农民组织的组织功能一定程度上与组织治理结构相对应。农民组织在号召村民进行村庄公益事业建设时,绝大多数都需要乡镇政府或者村两委的许可,能真正独立组织实施村庄公益事业项目的组织仅限于文体、健康类组织、红白理事会、寺庙和教会等几类组织。其中,教会和寺庙类宗教组织在实施公益事业项目上也有一定的独立行动能力,但现实中这些组织却很少去发起和组织相关项目。
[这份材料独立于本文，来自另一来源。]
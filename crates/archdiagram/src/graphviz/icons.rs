//! Custom icon verification
//!
//! Graphviz only warns when an `image` cannot be loaded and then draws the
//! node without it. Icons are therefore checked up front: each must exist and
//! decode as PNG, JPEG or GIF.

use anyhow::Result;
use std::fs;
use std::io::ErrorKind;
use std::path::{Path, PathBuf};
use tracing::{debug, trace};

use crate::core::{Diagram, DiagramError};

/// Facts about a verified icon asset
#[derive(Debug, Clone, PartialEq, Eq)]
pub struct IconInfo {
    pub path: PathBuf,
    /// Detected image format, as its file extension
    pub format: &'static str,
    pub width: u32,
    pub height: u32,
}

/// Check that `path` exists and decodes as an image
pub fn verify_icon(path: &Path) -> Result<IconInfo> {
    let bytes = match fs::read(path) {
        Ok(bytes) => bytes,
        Err(e) if e.kind() == ErrorKind::NotFound => {
            return Err(DiagramError::IconNotFound {
                path: path.to_path_buf(),
            }
            .into())
        }
        Err(e) => return Err(DiagramError::invalid_icon(path, e.to_string()).into()),
    };

    let format =
        image::guess_format(&bytes).map_err(|e| DiagramError::invalid_icon(path, e.to_string()))?;
    let decoded = image::load_from_memory_with_format(&bytes, format)
        .map_err(|e| DiagramError::invalid_icon(path, e.to_string()))?;

    let info = IconInfo {
        path: path.to_path_buf(),
        format: format.extensions_str().first().copied().unwrap_or("image"),
        width: decoded.width(),
        height: decoded.height(),
    };
    trace!(path = %path.display(), format = info.format, width = info.width, height = info.height, "Icon verified");
    Ok(info)
}

/// Verify every custom icon referenced by the diagram
pub fn verify_icons(diagram: &Diagram) -> Result<Vec<IconInfo>> {
    let icons = diagram
        .custom_icons()
        .into_iter()
        .map(|path| verify_icon(path))
        .collect::<Result<Vec<_>>>()?;
    debug!(count = icons.len(), "Custom icons verified");
    Ok(icons)
}

#[cfg(test)]
mod tests {
    use super::*;
    use crate::core::{DiagramBuilder, DiagramConfig, Icon};
    use image::{ImageFormat, Rgba, RgbaImage};
    use tempfile::tempdir;

    fn write_png(path: &Path) {
        RgbaImage::from_pixel(8, 6, Rgba([32, 190, 255, 255]))
            .save_with_format(path, ImageFormat::Png)
            .unwrap();
    }

    #[test]
    fn test_verify_valid_png() {
        let dir = tempdir().unwrap();
        let path = dir.path().join("icon.png");
        write_png(&path);

        let info = verify_icon(&path).unwrap();
        assert_eq!(info.format, "png");
        assert_eq!((info.width, info.height), (8, 6));
    }

    #[test]
    fn test_missing_icon() {
        let dir = tempdir().unwrap();
        let err = verify_icon(&dir.path().join("absent.png")).unwrap_err();
        match err.downcast_ref::<DiagramError>() {
            Some(DiagramError::IconNotFound { path }) => assert!(path.ends_with("absent.png")),
            other => panic!("unexpected error: {:?}", other),
        }
    }

    #[test]
    fn test_corrupt_icon() {
        let dir = tempdir().unwrap();
        let path = dir.path().join("broken.png");
        fs::write(&path, b"definitely not an image").unwrap();

        let err = verify_icon(&path).unwrap_err();
        assert!(matches!(
            err.downcast_ref::<DiagramError>(),
            Some(DiagramError::InvalidIcon { .. })
        ));
    }

    #[test]
    fn test_truncated_png() {
        let dir = tempdir().unwrap();
        let path = dir.path().join("truncated.png");
        write_png(&path);
        let bytes = fs::read(&path).unwrap();
        fs::write(&path, &bytes[..bytes.len() / 2]).unwrap();

        assert!(verify_icon(&path).is_err());
    }

    #[test]
    fn test_verify_icons_over_diagram() {
        let dir = tempdir().unwrap();
        let good = dir.path().join("good.png");
        write_png(&good);

        let mut builder = DiagramBuilder::new(DiagramConfig::new("t"));
        builder.node("Good", Icon::custom(&good));
        builder.node("Again", Icon::custom(&good));
        let diagram = builder.build().unwrap();
        assert_eq!(verify_icons(&diagram).unwrap().len(), 1);

        let mut builder = DiagramBuilder::new(DiagramConfig::new("t"));
        builder.node("Good", Icon::custom(&good));
        builder.node("Missing", Icon::custom(dir.path().join("missing.png")));
        let diagram = builder.build().unwrap();
        assert!(verify_icons(&diagram).is_err());
    }
}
总体上,寺庙和教会类宗教组织是比较独立的,受政府的影响比老人协会和红白理事会还要小得多。但现实中,寺庙和教会却很少参与乡村公益事业建设。不过,我们进一步的实地调查表明,宗教性组织(特别是民间神庙)的组织者往往也是老人协会等组织的核心成员,他们只不过是通过不同的组织名义来承担不同的活动任务。Tsai(2005)指出,村干部更倾向于鼓励农民组织承担和组织更多的村庄公共建设,一方面利用组织基于社群关系而具有的动员能力和筹资能力,另一方面也节省了村干部的管理成本和难度。同时,类似具有社会公益职能的农民组织发育往往和民间宗教相伴。
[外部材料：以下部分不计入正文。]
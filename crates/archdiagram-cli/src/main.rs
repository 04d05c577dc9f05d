//! Archdiagram CLI - Render the data platform architecture diagram

mod cli;

use clap::Parser;

fn main() {
    let cli_args = cli::Cli::parse();
    let app = cli::ArchdiagramApp::new();

    if let Err(e) = app.run(cli_args) {
        eprintln!("Error: {}", e);
        std::process::exit(1);
    }
}
//! Diagram-wide configuration
//!
//! A [`DiagramConfig`] carries the title, output location and global style of
//! a diagram. Attribute overrides are merged on top of the emitter defaults.

use serde::Serialize;
use std::ffi::OsString;
use std::path::{Path, PathBuf};

use super::{Attributes, Direction, EdgeRouting, OutputFormat};

/// Root settings of a diagram
#[derive(Debug, Clone, PartialEq, Eq, Serialize)]
pub struct DiagramConfig {
    /// Title drawn under the diagram and used as the graph name
    pub title: String,
    /// Output path without extension; derived from the title when unset
    pub filename: Option<PathBuf>,
    pub format: OutputFormat,
    pub direction: Direction,
    pub graph_attr: Attributes,
    pub node_attr: Attributes,
    pub edge_attr: Attributes,
}

impl DiagramConfig {
    /// Create a config with default style for the given title
    pub fn new(title: impl Into<String>) -> Self {
        Self {
            title: title.into(),
            filename: None,
            format: OutputFormat::default(),
            direction: Direction::default(),
            graph_attr: Attributes::new(),
            node_attr: Attributes::new(),
            edge_attr: Attributes::new(),
        }
    }

    pub fn filename(mut self, filename: impl Into<PathBuf>) -> Self {
        self.filename = Some(filename.into());
        self
    }

    pub fn format(mut self, format: OutputFormat) -> Self {
        self.format = format;
        self
    }

    pub fn direction(mut self, direction: Direction) -> Self {
        self.direction = direction;
        self
    }

    /// Set the edge routing style
    pub fn splines(mut self, routing: EdgeRouting) -> Self {
        self.graph_attr.set("splines", routing.to_string());
        self
    }

    pub fn graph_attr(mut self, key: impl Into<String>, value: impl Into<String>) -> Self {
        self.graph_attr.set(key, value);
        self
    }

    pub fn node_attr(mut self, key: impl Into<String>, value: impl Into<String>) -> Self {
        self.node_attr.set(key, value);
        self
    }

    pub fn edge_attr(mut self, key: impl Into<String>, value: impl Into<String>) -> Self {
        self.edge_attr.set(key, value);
        self
    }

    /// Edge routing in effect, `ortho` unless overridden
    pub fn routing(&self) -> EdgeRouting {
        self.graph_attr
            .get("splines")
            .and_then(EdgeRouting::parse)
            .unwrap_or_default()
    }

    /// Output path without extension
    pub fn output_stem(&self) -> PathBuf {
        match &self.filename {
            Some(filename) => filename.clone(),
            None => PathBuf::from(slugify(&self.title)),
        }
    }

    /// Full output path: the stem with the format's extension appended
    ///
    /// ```rust
    /// use archdiagram::{DiagramConfig, OutputFormat};
    /// use std::path::Path;
    ///
    /// let config = DiagramConfig::new("Web Service").format(OutputFormat::Svg);
    /// assert_eq!(config.output_path(), Path::new("web_service.svg"));
    /// ```
    pub fn output_path(&self) -> PathBuf {
        append_extension(&self.output_stem(), self.format.extension())
    }
}

/// Lowercase the title and join its words with underscores
pub fn slugify(title: &str) -> String {
    title
        .split_whitespace()
        .collect::<Vec<_>>()
        .join("_")
        .to_lowercase()
}

// Appends rather than replaces, so "arch.v2" becomes "arch.v2.png".
fn append_extension(stem: &Path, extension: &str) -> PathBuf {
    let mut path = OsString::from(stem.as_os_str());
    path.push(".");
    path.push(extension);
    PathBuf::from(path)
}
特别值得一提的是,以老人协会为代表的文体、健康类组织和红白理事会类组织参与村庄公益事业程度比较高,这些组织实施相关项目方面独立行动的能力比较强。从我们的调查看,在福建一些地区,老人协会一类的组织在村级公共产品的提供上发挥了相当大的作用,有些甚至与村两委形成了“竞争加合作”的关系,这种“竞合”关系也同时提高了村两委对村民的问责性,从而提升了基层治理的绩效。
作者感谢黄季焜教授、张林秀教授、Scott Roselle的帮助与指导,以及吕冰艳辛苦的数据整理工作。文责自负。
注释:
①本文所指“农民组织”是一个比较宽泛的概念,涵盖了除官方正式体制之外的各种农民组织,不仅包括非赢利性的非政府组织,还包括具有盈利功能的各类组织,比如说一些经济类的协会。在村庄这个层面,可以理解为除了村民委员会和村党支部、团支部以外的一切有明确章程和组织形式,有正规负责人和一定正规活动的社团和组织。组织本身可以是经济性质的、社会生活性质的,或者宗教性质的。在本文,农民组织与农村非正式组织同义。
②中国科学院农业政策研究中心在2005年组织的调查。具体参见徐志刚、刘明兴和陶然,“村庄选举最优规则的非一致性”,《中国农村观察》,2006年第6期。
③根据1998年起施行的《社会团体登记管理条例》,成立社会团体应当具备六项相应的条件,并且成立社会团体还需要其业务主管部门审核通过,并且完成一系列复杂的手续。这里所谓的“登记”并非是严格意义上的登记,应该理解为在相应的政府部门登记过,或者在基层政府打过“招呼”。